Li Yi, the founder of The Seventies, a monthly magazine, reflected on the 30-year evolution of the phrase, comparing Hong Kong's development in the 17 years post-handover with developments in Taiwan. He noted that while Taiwan's democracy seemed unimpressive and its economic development lagged behind mainland China and Hong Kong, Taiwan's civil society was maturing with greater autonomy. This contrasted with the regression seen in Hong Kong's civil society and government institutions under pressure from the Chinese Communist Party and mainland Chinese interests. The Sunflower Movement resonated amongst Hongkongers, who shared messages of support and sympathy through Facebook and was heavily covered in local news.

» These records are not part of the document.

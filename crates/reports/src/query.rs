//! Report identity: which report, over which range.

use crate::error::ReportError;
use chrono::{NaiveDate, NaiveTime};
use serde::{Deserialize, Serialize};
use std::fmt;
use std::str::FromStr;

/// Kind of report being cached.
#[derive(Debug, Clone, Copy, PartialEq, Eq, Hash, Serialize, Deserialize)]
pub enum ReportType {
    Quick,
    All,
    Revenue,
    Jackpot,
}

impl ReportType {
    pub const VARIANTS: [ReportType; 4] = [Self::Quick, Self::All, Self::Revenue, Self::Jackpot];

    /// Label stored in the session and used as the first key segment.
    pub fn label(self) -> &'static str {
        match self {
            Self::Quick => "Quick",
            Self::All => "All",
            Self::Revenue => "Revenue",
            Self::Jackpot => "Jackpot",
        }
    }
}

impl fmt::Display for ReportType {
    fn fmt(&self, f: &mut fmt::Formatter<'_>) -> fmt::Result {
        f.write_str(self.label())
    }
}

impl FromStr for ReportType {
    type Err = ReportError;

    fn from_str(s: &str) -> Result<Self, Self::Err> {
        Self::VARIANTS
            .into_iter()
            .find(|t| t.label() == s)
            .ok_or_else(|| ReportError::UnknownReportType(s.to_string()))
    }
}

/// The filter parameters a report was generated with.
#[derive(Debug, Clone, Copy, PartialEq, Eq, Hash, Serialize, Deserialize)]
pub struct ReportQuery {
    pub report_type: ReportType,
    pub start: NaiveDate,
    pub end: NaiveDate,
    /// Time of day at which the accounting day rolls over.
    pub accounting_time: NaiveTime,
}

impl ReportQuery {
    pub fn new(
        report_type: ReportType,
        start: NaiveDate,
        end: NaiveDate,
        accounting_time: NaiveTime,
    ) -> Self {
        Self {
            report_type,
            start,
            end,
            accounting_time,
        }
    }
}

In response to the 2014 Sunflower Movement, another slogan emerged: "Today Taiwan, Tomorrow Hong Kong." The president of the Chinese University of Hong Kong's Student Union, Tommy Cheung Sau-yin, suggested that after Taiwan using Hong Kong's situation as a warning, it was probable that Hong Kong would experience its own social movement, possibly following a similar model. He predicted Hong Kong could use similar protest tactics to prepare for the occupation of Central, with Taiwan's protests serving as a template for Hong Kong. The Sunflower Movement, sparked by the CSSTA, reminded Hongkongers of the negative feelings they had towards the Mainland and Mainland and Hong Kong Closer Economic Partnership Arrangement (CEPA).

According to Ta Kung Pao, Hong Kong opposition groups threatened to adopt the methods of Taiwan's Sunflower Movement to occupy the Hong Kong Legislative Council, under the slogan "Today's Taiwan, Tomorrow's Hong Kong". Commentator Tsang Chi-ho described Hong Kong as a "demonstration unit" where, after being reclaimed by mainland China, human rights, freedoms, and the rule of law were replaced by the slogan "Love Socialist China". He hoped Taiwan would become a model for Hongkongers to emulate in their own struggle, flipping the narrative to "Today's Taiwan, Tomorrow's Hong Kong".

The same year the 2014 Legislative Council occupation incident happened in Hong Kong.

In Japan, a new slogan was adapted from the phrase: "Today Hong Kong, Tomorrow Taiwan, Day After Tomorrow Okinawa".